Two congressional Democrats sent a letter to Treasury Secretary Janet Yellen on Monday requesting the department bolster anti-money laundering reporting obligations for private equity and hedge fund advisers in an effort to "prevent foreign kleptocrats from moving dirty money through the U.S. and global financial systems."
In the letter, Sen. Sheldon Whitehouse, D-R.I., and Rep. Tom Malinowski, D-N.J., urged Treasury's Financial Crimes Enforcement Network, or FinCEN, to promulgate a rule proposed in 2015 to expand anti-money laundering obligations and suspicious activity reporting obligations to private equity and hedge fund advisers.

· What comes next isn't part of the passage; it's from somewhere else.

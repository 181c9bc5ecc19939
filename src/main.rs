fn main() {
    pennywise_lib::run()
}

"Middle-class Americans are frustrated by perceptions of corruption at home, while authoritarian oligarchies are weaponizing corruption around the world," the lawmakers wrote in their letter. "While these foreign and domestic trends have fueled passionate political discourse in recent years, a legacy of the Biden administration should be achieving actual results by institutionalizing anti-corruption reforms throughout U.S. and international financial, diplomatic, and legal systems."
The lawmakers said the Biden administration should build on recent congressional efforts to combat money laundering. Late in the last congressional session, Congress passed the 2021 National Defense Authorization Act, which included the Corporate Transparency Act, a bill that cracks down on the registration of anonymously owned shell companies in the U.S. That bill creates a national registry of beneficial ownership information for certain companies — mostly foreign-owned shell companies — according to a February blog post by lawyers at Morgan, Lewis & Bockius.
The lawmakers urged Treasury to implement the recently mandated beneficial ownership registry in ways that limit exemptions and broaden reporting requirements.
"With beneficial ownership reform on its way, the top policy priority in the fight against dirty money should now become the expansion of (anti-money laundering) obligations to cover financial facilitators and professional service providers that can enable corruption — reports indicate that more than $13 trillion are invested in U.S.-based private equity and hedge funds subject to very little ownership or money-laundering vetting," the lawmakers wrote.
A Treasury representative could not immediately be reached for comment.